Es kann passieren, wenn man gelangweilt aus dem Auto starrt. Oder grantig durch ein Einkaufszentrum irrt. Dass man plötzlich irritiert innehält und sich fragt: Muss das echt so sein? Müssen Lärmschutzwände so hässlich sein? Und muss die Musik in Kaufhäusern immer gleich klingen, gleich fad? Geht das denn nicht besser?

Natürlich, sagen die einen. Natürlich nicht, die anderen. Beide sollten es wissen. Für die „Presse am Sonntag“ haben Kreativteams Störfaktoren im öffentlichen Raum ausgemacht, die sie beheben möchten. Und die dafür Verantwortlichen erklären, warum sie genau das nicht zulassen. Die Pattstellungen im Überblick:

Die Briefmarke. Drei mal 2,5 Zentimeter: Eine Briefmarke ist klein, hat aber enorme Imagekraft, finden Nora Sri Jascha und Susanne Vostrel (Bild).

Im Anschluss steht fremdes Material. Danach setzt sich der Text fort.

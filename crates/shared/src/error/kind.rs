//! Error Kind - Classification of errors
//!
//! Defines the [`ErrorKind`] enum that maps to HTTP status codes.

use serde::Serialize;

/// Error classification mapped to HTTP status codes.
///
/// Each variant corresponds to an RFC 7231/9110 status code. The set is
/// limited to the statuses the service actually produces.
///
/// ## Examples
/// ```rust
/// use kernel::error::kind::ErrorKind;
///
/// let kind = ErrorKind::NotFound;
/// assert_eq!(kind.status_code(), 404);
/// assert_eq!(kind.as_str(), "Not Found");
/// ```
#[derive(Debug, Clone, Copy, PartialEq, Eq, Serialize)]
#[serde(rename_all = "SCREAMING_SNAKE_CASE")]
#[non_exhaustive]
pub enum ErrorKind {
    /// 400 - Bad Request: the request itself is malformed
    BadRequest,
    /// 401 - Unauthorized: authentication is missing or failed
    Unauthorized,
    /// 403 - Forbidden: authenticated but not allowed
    Forbidden,
    /// 404 - Not Found: the resource does not exist
    NotFound,
    /// 408 - Request Timeout
    RequestTimeout,
    /// 409 - Conflict: the request conflicts with current state
    Conflict,
    /// 412 - Precondition Failed: a request precondition did not hold
    PreconditionFailed,
    /// 429 - Too Many Requests: a quota or limit was exceeded
    TooManyRequests,
    /// 500 - Internal Server Error
    InternalServerError,
    /// 503 - Service Unavailable
    ServiceUnavailable,
}

impl ErrorKind {
    /// HTTP status code for this kind.
    #[inline]
    pub const fn status_code(&self) -> u16 {
        match self {
            ErrorKind::BadRequest => 400,
            ErrorKind::Unauthorized => 401,
            ErrorKind::Forbidden => 403,
            ErrorKind::NotFound => 404,
            ErrorKind::RequestTimeout => 408,
            ErrorKind::Conflict => 409,
            ErrorKind::PreconditionFailed => 412,
            ErrorKind::TooManyRequests => 429,
            ErrorKind::InternalServerError => 500,
            ErrorKind::ServiceUnavailable => 503,
        }
    }

    /// Standard reason phrase for this kind.
    #[inline]
    pub const fn as_str(&self) -> &'static str {
        match self {
            ErrorKind::BadRequest => "Bad Request",
            ErrorKind::Unauthorized => "Unauthorized",
            ErrorKind::Forbidden => "Forbidden",
            ErrorKind::NotFound => "Not Found",
            ErrorKind::RequestTimeout => "Request Timeout",
            ErrorKind::Conflict => "Conflict",
            ErrorKind::PreconditionFailed => "Precondition Failed",
            ErrorKind::TooManyRequests => "Too Many Requests",
            ErrorKind::InternalServerError => "Internal Server Error",
            ErrorKind::ServiceUnavailable => "Service Unavailable",
        }
    }

    /// 5xx errors. These should always be logged server-side.
    #[inline]
    pub const fn is_server_error(&self) -> bool {
        self.status_code() >= 500
    }

    /// 4xx errors.
    #[inline]
    pub const fn is_client_error(&self) -> bool {
        let code = self.status_code();
        code >= 400 && code < 500
    }
}

impl std::fmt::Display for ErrorKind {
    fn fmt(&self, f: &mut std::fmt::Formatter<'_>) -> std::fmt::Result {
        write!(f, "{}", self.as_str())
    }
}

#[cfg(test)]
mod tests {
    use super::*;

    #[test]
    fn test_status_codes() {
        assert_eq!(ErrorKind::BadRequest.status_code(), 400);
        assert_eq!(ErrorKind::Unauthorized.status_code(), 401);
        assert_eq!(ErrorKind::NotFound.status_code(), 404);
        assert_eq!(ErrorKind::Conflict.status_code(), 409);
        assert_eq!(ErrorKind::PreconditionFailed.status_code(), 412);
        assert_eq!(ErrorKind::TooManyRequests.status_code(), 429);
        assert_eq!(ErrorKind::InternalServerError.status_code(), 500);
    }

    #[test]
    fn test_server_client_split() {
        assert!(ErrorKind::InternalServerError.is_server_error());
        assert!(ErrorKind::ServiceUnavailable.is_server_error());
        assert!(!ErrorKind::InternalServerError.is_client_error());

        assert!(ErrorKind::Unauthorized.is_client_error());
        assert!(ErrorKind::TooManyRequests.is_client_error());
        assert!(!ErrorKind::Unauthorized.is_server_error());
    }

    #[test]
    fn test_display() {
        assert_eq!(ErrorKind::PreconditionFailed.to_string(), "Precondition Failed");
    }
}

Immerhin, sagen die Grafikerinnen vom Büro Dasuno, „wird die ins Ausland verschickt. Das ist eine Botschaft.“ Und die sei trist. „Als hätte es ein Briefing gegeben, dass sich jede Marke auch für Parten eignen muss.“ Keine Lebendigkeit, kein Zeitgeist. „Man sieht nicht, ob eine Marke 100, 30 oder zwei Jahre alt ist“, so Jascha. Auch die Themen irritieren: „Wir haben die Sondermarken von 2004 bis 2008 durchgezählt: an erster Stelle Sport, an zweiter Glaubensthemen.“ Nicht gerade überraschend.

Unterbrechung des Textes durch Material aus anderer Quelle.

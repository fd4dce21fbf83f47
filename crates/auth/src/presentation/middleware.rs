//! Auth Middleware
//!
//! Two orthogonal layers applied in front of the handlers:
//! - `authorize`: demands a valid bearer token for the operations in
//!   [`PROTECTED_OPERATIONS`]. Register/Login/Refresh are intentionally
//!   unauthenticated entry points and are not listed.
//! - `track_request`: records operation, duration, and outcome for every
//!   call. Pure observability; no effect on control flow.

use axum::body::Body;
use axum::extract::State;
use axum::http::{HeaderMap, Request, header};
use axum::middleware::Next;
use axum::response::{IntoResponse, Response};
use kernel::error::app_error::AppError;
use std::sync::Arc;
use std::time::Instant;

use crate::application::config::AuthConfig;

/// Operations that require a valid bearer token.
///
/// Paths are relative to the auth router; nesting strips any mount
/// prefix before this middleware runs.
pub const PROTECTED_OPERATIONS: &[&str] = &["/check"];

/// Authorize middleware state
#[derive(Clone)]
pub struct AuthorizeState {
    pub config: Arc<AuthConfig>,
}

/// Middleware gating protected operations behind a valid bearer token.
///
/// Validates signature and expiry only; unlike the refresh flow it does
/// not re-check the device binding.
pub async fn authorize(
    State(state): State<AuthorizeState>,
    req: Request<Body>,
    next: Next,
) -> Result<Response, Response> {
    if PROTECTED_OPERATIONS.contains(&req.uri().path()) {
        let Some(token) = bearer_token(req.headers()) else {
            return Err(AppError::unauthorized("Token is not provided").into_response());
        };

        if let Err(e) = state.config.token_codec().validate(token) {
            tracing::warn!(operation = req.uri().path(), error = %e, "Rejected bearer token");
            return Err(AppError::forbidden("Token is not valid").into_response());
        }
    }

    Ok(next.run(req).await)
}

/// Extract the bearer token from the Authorization header.
///
/// Accepts both `Bearer <token>` and a bare token value.
fn bearer_token(headers: &HeaderMap) -> Option<&str> {
    let value = headers.get(header::AUTHORIZATION)?.to_str().ok()?;
    let token = value.strip_prefix("Bearer ").unwrap_or(value).trim();
    (!token.is_empty()).then_some(token)
}

/// Middleware recording operation, wall-clock duration, and outcome for
/// every call, protected or not.
pub async fn track_request(req: Request<Body>, next: Next) -> Response {
    let method = req.method().clone();
    let operation = req.uri().path().to_owned();
    let start = Instant::now();

    let response = next.run(req).await;

    let status = response.status();
    let elapsed = start.elapsed();

    if status.is_server_error() {
        tracing::error!(%method, operation, %status, ?elapsed, "Request failed");
    } else if status.is_client_error() {
        tracing::warn!(%method, operation, %status, ?elapsed, "Request rejected");
    } else {
        tracing::info!(%method, operation, %status, ?elapsed, "Request completed");
    }

    response
}

#[cfg(test)]
mod tests {
    use super::*;
    use axum::http::HeaderValue;

    #[test]
    fn test_bearer_token_extraction() {
        let mut headers = HeaderMap::new();
        assert_eq!(bearer_token(&headers), None);

        headers.insert(header::AUTHORIZATION, HeaderValue::from_static("Bearer abc.def.ghi"));
        assert_eq!(bearer_token(&headers), Some("abc.def.ghi"));

        headers.insert(header::AUTHORIZATION, HeaderValue::from_static("abc.def.ghi"));
        assert_eq!(bearer_token(&headers), Some("abc.def.ghi"));

        headers.insert(header::AUTHORIZATION, HeaderValue::from_static("Bearer "));
        assert_eq!(bearer_token(&headers), None);
    }
}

Erich Haas, Leiter der Philatelieabteilung bei der Post, sieht das naturgemäß anders. Seine Argumente: Österreich errang 2008 bei der Wahl der innovativsten Briefmarken international den 1., 2., 7. und 10. Platz. Die Saliera-Marke war weltweit die erste auf Goldfolie. Und auch die Themenauswahl hätte sich gegenüber früher erweitert. Vorgegangen wird so: Ein Stab externer Grafiker gestaltet die Marken, die Themen wählt der Philatelie-Beirat, ein Gremium aus Sammlervereinen, Handel, Post-Mitarbeitern. Und überhaupt, meint Haas, sei das alles nicht so leicht: „Die Gestaltung einer Marke ist ein spezieller Zweig. Daran sind schon Ogilvy-Grafiker (Anm.: bekannte Werbeagentur) gescheitert.“

Die U-Bahn. Auch Designer können nostalgisch sein. „Schade, schade“ findet es Christoph Katzler vom Label „for use“, dass die „Silberpfeil“-U-Bahn aus dem Jahr 1978 seit 2006 ausrangiert wird. Dahinter steckt für ihn eine prinzipielle Haltung: „Bei Industriedesign scheint es kein Bewusstsein zu geben, dass schöne Dinge im Alter sehr viel Reiz dazugewinnen.“ Und wenn dann die Reue käme, sei es oft zu spät. Freilich, so Katzler: „Man kann altes Industriedesign nicht dauernd restaurieren. Der technische Stand ändert sich ständig.“ Aber muss sich deshalb auch die Optik ständig eine andere sein?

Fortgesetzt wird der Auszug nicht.